It depends on whether a plant is in active growth with a lot of soft tissue and how many of their reserves they have used. Plants that are perfectly fine into the teens earlier in the winter can pop a few buds that are frozen back, but repeat after repeat takes a terrible toll.

Most of my plants not only had a full set of leaves after 6 weeks of unprecedented warmth, but had also spent energy on shoot growth. Those leaves and shoots help the plants go through our hot summer nights, when few reserves are sent back into the plants. Losing flowers from Magnolias, Cherries and such isn't a problem.

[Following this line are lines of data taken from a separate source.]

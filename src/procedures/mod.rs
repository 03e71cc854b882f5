/*!
The simplification techniques.

Each technique:
- Builds its own [occurrence index](crate::db::occurrence) from the stored clauses, plain or signed per the entry parameter.
- Scans candidates in a fixed order --- atoms ascending, or candidates ascending by size --- so a run on fixed input is deterministic.
- Uses the shared [marks](crate::db::marks) transiently inside each check, balanced on every exit path.
- Records counts only: no clause is removed on a positive verdict.

On the signed variants, every pre-check is one-directional: a signature may certify the verdict the literal-level check would reach, never a different one.
The certificates all rest on the same observation: if the buckets of two atom sets are disjoint (allowing for collisions via the `unique` bits), the sets themselves are disjoint.
*/

pub mod block;
pub mod elim;
pub mod subsume;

Hail is a problem, but not uncommon here, either. Freezing every Hosta leaf to the ground is worse. I expect that will happen tonight. Last night it was only 27 on the (protected) porch.

d




----- Original Message ----- From: "Donna" <gossiper@sbcglobal.net>
To: <gardenchat@hort.net>
Sent: Saturday, April 07, 2007 4:25 PM
Subject: Re: [CHAT] unseasonable cold front


Well I am really at a loss here of understanding.

We always get hit with a hard frost late in the spring- which is why I
don't set out annuals or anything less than a zone 5 rating before mid
May in something I can't bring in for a night or three. My plants get
hit yearly, but rebound once the weather gets better. What I do lose is
fruit if the flowers get hit too hard, or some spring blossoms, but the
trees and plants survive. Hail seems to be my worse nightmare- the
leaves of the hostas look ratty all summer after being sliced by the
hail.


So ....other than tender plants- why do you think everything won't
rebound? My japanesse maple goes thru this yearly and normally looks
fine by June.....


I am really confused!

Donna


----- Original Message ----
From: Daryl <pulis@mindspring.com>
To: gardenchat@hort.net
Sent: Saturday, April 7, 2007 1:49:12 PM
Subject: Re: [CHAT] unseasonable cold front


Last night was warmer than it's supposed to be tonight, but here's the toll
so far this afternoon:

Figs and Perennial Salvias black. Phlox, Sedum, Baptisia not happy, but not
gone- Baptisia looks like it got hit harder than Phlox and Sedum.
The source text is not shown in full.